Josef Pieper was a German Catholic philosopher and an important figure in the resurgence of interest in the thought of Thomas Aquinas in early-to-mid 20th-century philosophy. Among his most notable works are The Four Cardinal Virtues: Prudence, Justice, Fortitude, Temperance; Leisure, the Basis of Culture; and Guide to Thomas Aquinas (published in England as Introduction to Thomas Aquinas).
I have not read Plato yet but I think this was a great little book that awakens the appetite for reading his work. Pieper shows that anybody can dare to approach this literary giant, and that his writings are about universal human experiences. In this book, Pieper focuses specifically on the essence and origin of Love and Truth and on how those two are codependent. Interesting to see that the currents of thought that Plato talks about have not been eradicated even to our day, which shows us just how lies are ever the same, and yet are so hard to get rid of. He talked about how some people (Lysius in Plato's source) seem to take pride in the coarse description of human love, while Pieper, together with Plato, argues that humans can never be totally utilitarian even in approaching very material subjects, because of the nature of their souls, because they are more than their animal instincts. An interesting thought that Pieper tied to both Plato and Aquinas is that truth is always enfleshed, and it lacks something of its essence when it is put in writing, detached, so to speak, from the land of the living. I don't think for me there could have been a better introduction to Plato than through Pieper. Now it's time to get to the sources.

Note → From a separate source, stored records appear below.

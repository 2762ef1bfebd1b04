use std::time::Duration;

use sea_orm::{ConnectOptions, Database, DatabaseConnection, DbErr};
use tracing::info;

use crate::config::DatabaseConfig;

/// Connect to the document store and bring the `user`, `blog` and `comment`
/// tables in line with the entity definitions.
pub async fn init_db(config: &DatabaseConfig) -> Result<DatabaseConnection, DbErr> {
    let mut opt = ConnectOptions::new(config.url.to_owned());

    opt.max_connections(config.max_connections)
        .min_connections(config.min_connections)
        .connect_timeout(Duration::from_secs(8))
        .acquire_timeout(Duration::from_secs(8))
        .sqlx_logging(false);

    let db = Database::connect(opt).await?;
    info!("Database connected");

    db.get_schema_registry("blog_server::entity::*")
        .sync(&db)
        .await?;
    info!("Database schema synchronized");

    Ok(db)
}
//! Core engine types: identifiers, RNG, clock, host world boundary,
//! configuration and errors.
//!
//! Everything else in the crate builds on these. None of them know about
//! abilities or commands.

pub mod entity;
pub mod rng;
pub mod clock;
pub mod world;
pub mod config;
pub mod error;

pub use entity::{BlockPos, BlockState, EntityId, EquipmentSlot, ItemStack, Location, Material};
pub use rng::EngineRng;
pub use clock::{ticks_to_duration, Clock, ManualClock, SystemClock, Timestamp, TICKS_PER_SECOND};
pub use world::{EntityKind, PotionEffect, PotionType, World};
pub use config::{EngineConfig, TierConfig};
pub use error::{EngineError, Result};
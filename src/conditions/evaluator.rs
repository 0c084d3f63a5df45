//! Condition evaluation.
//!
//! A level's conditions are combined with logical AND. Evaluation only reads
//! the world, so the order of conditions does not matter.

use crate::core::{EntityId, EquipmentSlot, ItemStack, World};
use crate::grammar::EncodedInstruction;

use super::condition::{Comparison, Condition};

/// What a condition is evaluated against.
pub struct ConditionContext<'a> {
    /// Read access to the host world.
    pub world: &'a dyn World,
    /// The entity whose ability is activating.
    pub actor: EntityId,
    /// The other party of the event (the actor itself when there is none).
    pub target: EntityId,
    /// The item carrying the ability, if the trigger has one.
    pub item: Option<&'a ItemStack>,
}

impl<'a> ConditionContext<'a> {
    /// Create a context with no item.
    pub fn new(world: &'a dyn World, actor: EntityId, target: EntityId) -> Self {
        Self {
            world,
            actor,
            target,
            item: None,
        }
    }

    /// Attach the ability's item (builder pattern).
    #[must_use]
    pub fn with_item(mut self, item: &'a ItemStack) -> Self {
        self.item = Some(item);
        self
    }
}

/// Evaluator for ability conditions.
pub struct ConditionEvaluator;

impl ConditionEvaluator {
    /// Check a parsed condition.
    pub fn evaluate(condition: &Condition, ctx: &ConditionContext) -> bool {
        match condition {
            Condition::PlayerHealth(cmp) => Self::health_holds(ctx, ctx.actor, cmp),

            Condition::TargetHealth(cmp) => Self::health_holds(ctx, ctx.target, cmp),

            Condition::IsWearing(material) => match material {
                Some(material) => EquipmentSlot::ARMOR.iter().any(|&slot| {
                    ctx.world
                        .equipment(ctx.actor, slot)
                        .is_some_and(|item| &item.material == material)
                }),
                None => true,
            },

            Condition::IsHolding(material) => match material {
                Some(material) => ctx
                    .world
                    .equipment(ctx.actor, EquipmentSlot::MainHand)
                    .is_some_and(|item| &item.material == material),
                None => true,
            },
        }
    }

    /// Check one encoded condition. Unknown names pass.
    pub fn evaluate_instruction(instruction: &EncodedInstruction, ctx: &ConditionContext) -> bool {
        match Condition::parse(instruction) {
            Some(condition) => Self::evaluate(&condition, ctx),
            None => {
                tracing::debug!(condition = %instruction, "unknown condition treated as true");
                true
            }
        }
    }

    /// AND over every condition. An empty list passes.
    pub fn evaluate_all<'i>(
        instructions: impl IntoIterator<Item = &'i EncodedInstruction>,
        ctx: &ConditionContext,
    ) -> bool {
        instructions
            .into_iter()
            .all(|instruction| Self::evaluate_instruction(instruction, ctx))
    }

    // An entity that has vanished cannot be checked; the gate stays open.
    fn health_holds(ctx: &ConditionContext, entity: EntityId, cmp: &Comparison) -> bool {
        ctx.world.health(entity).map_or(true, |health| cmp.holds(health))
    }
}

"Socrates tells Phaedrus the story of the invention of the alphabet. When Tammus sat upon the throne of Egypt, there came to him Toth, the inventor, who praised alphabetic writing as 'medicine for memory and wisdom'. Thereupon the wise king replied that writing would have just the opposite effect. 'If men learn this, it will implant forgetfulness in their souls; they will...rely on that which is written, calling things to remembrance no longer from within themselves, but by means of external marks.' This story belongs among the great statements of human wisdom, and should never be allowed to fade from the memory of man. It makes the eternally modern point that technical improvements which to all appearances facilitate man's participation in reality and truth actually do just the opposite: they hamper and possibly even destroy that participation. The ease of communication abolishes real communication...The very great teachers do not write...Thomas (Aquinas) asks whether Christ should not have set down his own doctrine in writing - and answers that the higher mode of teaching is proper to the greater teacher, and that that higher mode consists in impressing his doctrine on the hearts of his hearers." (Pieper, p. 101)
I thought it strange that Pieper had written two short books on the Platonic dialogue Phaedrus, and indeed there were many sections that were exactly the same as in both books. This one in particular, though, took the entire dialogue with a bit more depth, while his other book focused on divine madness.
As always, I find Pieper's views interesting and at many times refreshing, though his reading of Plato, I think, is at one point in the book a bit off. Generally, though his discussion wasn't as illuminating as other books I've read about Plato (I thought about most of what was written while writing a paper myself), Pieper's discussion fit together a lot of singular ideas and constructed a cohesive whole that led me deeper along paths I had previously scouted.